Nato a Parigi l'anno 1733, Robert giunse a Roma intorno alla metà del secolo, appena ventenne, assumendo subito lo sguardo piranesiano nelle sue vedute di antichità e coniugando perfettamente, attraverso l'imitazione del Pannini, l'altro suo grande modello, l'antico con il moderno, imponendosi in poco tempo tra le personalità maggiormente influenzate dallo stile di Piranesi.
La Roma settecentesca era una città nella quale pittori, scultori e architetti di ogni nazionalità disegnavano per le strade, discutendo fra loro, incoraggiati dalla fitta committenza.
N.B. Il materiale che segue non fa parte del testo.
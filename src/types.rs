//! Core types shared across the coordination layer.

use std::fmt::Display;

use serde::{Deserialize, Serialize};

/// Composite key identifying a conversation: a local account talking to one
/// remote contact.
///
/// Keeping both halves in a single key makes the one-session-per-pair
/// invariant structural: the registry map cannot hold two entries for the
/// same pair.
#[derive(Debug, Clone, PartialEq, Eq, Hash)]
pub struct ConversationKey {
    account: String,
    contact: String,
}

impl ConversationKey {
    pub fn new(account: impl Into<String>, contact: impl Into<String>) -> Self {
        Self {
            account: account.into(),
            contact: contact.into(),
        }
    }

    pub fn account(&self) -> &str {
        &self.account
    }

    pub fn contact(&self) -> &str {
        &self.contact
    }
}

impl Display for ConversationKey {
    fn fmt(&self, f: &mut std::fmt::Formatter<'_>) -> std::fmt::Result {
        write!(f, "{}/{}", self.account, self.contact)
    }
}

/// Coarse state of the cryptographic session for one conversation, as
/// reported by the engine.
#[derive(Debug, Clone, Copy, PartialEq, Eq)]
pub enum MessageState {
    /// No encryption is active; messages pass through as plaintext.
    Plaintext,
    /// A key exchange is underway but not yet complete.
    Encrypting,
    /// The session is fully established; messages are encrypted.
    Encrypted,
    /// The peer ended the session; sending would leak plaintext.
    Finished,
    /// The engine has no record for this conversation yet.
    Unknown,
}

impl Display for MessageState {
    fn fmt(&self, f: &mut std::fmt::Formatter<'_>) -> std::fmt::Result {
        let state = match self {
            MessageState::Plaintext => "plaintext",
            MessageState::Encrypting => "encrypting",
            MessageState::Encrypted => "encrypted",
            MessageState::Finished => "finished",
            MessageState::Unknown => "unknown",
        };
        write!(f, "{state}")
    }
}

/// Session state transitions reported by the engine.
#[derive(Debug, Clone, Copy, PartialEq, Eq)]
pub enum StateChange {
    /// A key exchange has been initiated (locally or by the peer).
    GoingSecure,
    /// The key exchange completed and the session is now encrypted.
    GoneSecure,
    /// Encryption was lost without an explicit close.
    GoneInsecure,
    /// The session was closed locally.
    Close,
    /// The peer ended the session on their side.
    RemoteClose,
    /// An already-encrypted session was refreshed with new keys.
    StillSecure,
    /// The verification status of the contact changed.
    TrustChanged,
}

impl Display for StateChange {
    fn fmt(&self, f: &mut std::fmt::Formatter<'_>) -> std::fmt::Result {
        let change = match self {
            StateChange::GoingSecure => "going-secure",
            StateChange::GoneSecure => "gone-secure",
            StateChange::GoneInsecure => "gone-insecure",
            StateChange::Close => "close",
            StateChange::RemoteClose => "remote-close",
            StateChange::StillSecure => "still-secure",
            StateChange::TrustChanged => "trust-changed",
        };
        write!(f, "{change}")
    }
}

/// Encryption policy, ordered from most to least restrictive.
///
/// Anything below [`OtrPolicy::Enabled`] refuses to initiate new sessions;
/// existing sessions and teardown paths stay active.
#[derive(
    Debug, Clone, Copy, PartialEq, Eq, PartialOrd, Ord, Serialize, Deserialize, Default,
)]
#[serde(rename_all = "lowercase")]
pub enum OtrPolicy {
    /// Never offer or accept encryption.
    Disabled,
    /// Accept encryption when the peer offers it, never initiate.
    Manual,
    /// Offer and accept encryption.
    #[default]
    Enabled,
    /// Refuse to send plaintext at all.
    Always,
}

impl Display for OtrPolicy {
    fn fmt(&self, f: &mut std::fmt::Formatter<'_>) -> std::fmt::Result {
        let policy = match self {
            OtrPolicy::Disabled => "disabled",
            OtrPolicy::Manual => "manual",
            OtrPolicy::Enabled => "enabled",
            OtrPolicy::Always => "always",
        };
        write!(f, "{policy}")
    }
}

/// Presence notification for a single contact.
#[derive(Debug, Clone, Copy, PartialEq, Eq)]
pub enum PresenceEvent {
    Available,
    Unavailable,
}
//! Buffer size calculators.

use crate::constants::{GROUP_BYTES, GROUP_SYMBOLS};

/// Number of symbols produced when encoding `data_size` bytes, padding included.
///
/// Every started group of 5 bytes becomes a full group of 8 symbols.
///
/// # Example
///
/// ```
/// use base32_codec::encoded_length;
///
/// assert_eq!(encoded_length(0), 0);
/// assert_eq!(encoded_length(1), 8);
/// assert_eq!(encoded_length(5), 8);
/// assert_eq!(encoded_length(6), 16);
/// ```
pub const fn encoded_length(data_size: usize) -> usize {
    data_size.div_ceil(GROUP_BYTES) * GROUP_SYMBOLS
}

/// Upper bound on the number of bytes decodable from `encoded_length` symbols.
///
/// Exact for unpadded full groups; padded input decodes to fewer bytes.
///
/// # Example
///
/// ```
/// use base32_codec::max_decoded_size;
///
/// assert_eq!(max_decoded_size(8), 5);
/// assert_eq!(max_decoded_size(15), 5);
/// assert_eq!(max_decoded_size(16), 10);
/// ```
pub const fn max_decoded_size(encoded_length: usize) -> usize {
    (encoded_length / GROUP_SYMBOLS) * GROUP_BYTES
}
In tale contesto si diffusero particolarmente la pitture di vedute e l'arte incisoria, capaci di rappresentare con fedeltà quasi fotografica gli edifici e gli scorci cittadini, come nella raccolta fortunatissima Vedute di Roma Moderna del Piranesi.
Robert si distinse per il genere del "capriccio", nel quale si era soliti disporre liberamente le rovine di Roma antica o rappresentare nella stessa composizione elementi reali tratti da luoghi differenti. Un esempio ne è Il porto di Ripetta, datato intorno al 1766, una veduta ideale in cui Robert inserisce il piccolo porto sul Tevere, all'epoca uno scalo per trasportare sino in città legname, carbone e alimenti, accanto al maestoso Pantheon, monumento ricorrente nella propria produzione, che fa da sfondo alla scena. Si tratta ovviamente di una fantasia, di un capriccio appunto, nel quale l'artista inserisce il tempio in una collocazione nella quale non lo troviamo realmente.
Osservando un quadro come questo capiamo quello che dovette rappresentare Roma, in tutto il suo fascino, per l'autore stesso, che visse questo lungo soggiorno, durato circa dal 1754 al 1765, come una vera e propria avventura personale. Allo stesso tempo la grandiosa e smisurata città doveva apparirgli come un luogo familiare se poniamo l'attenzione, qui come in quella del colonnato berniniano, ai personaggi che popolano la composizione, ognuno indaffarato nella sua quotidianità. Il fine di Robert non era infatti quello che avrebbe potuto avere un archeologo, impegnato nel riportare con precisione quanto osservato, bensì quello di lasciarsi ispirare dalla bellezza e da quello che lo circondava, spesso ritraendosi egli stesso in un angolo impegnato a disegnare sul proprio cartone preparatorio.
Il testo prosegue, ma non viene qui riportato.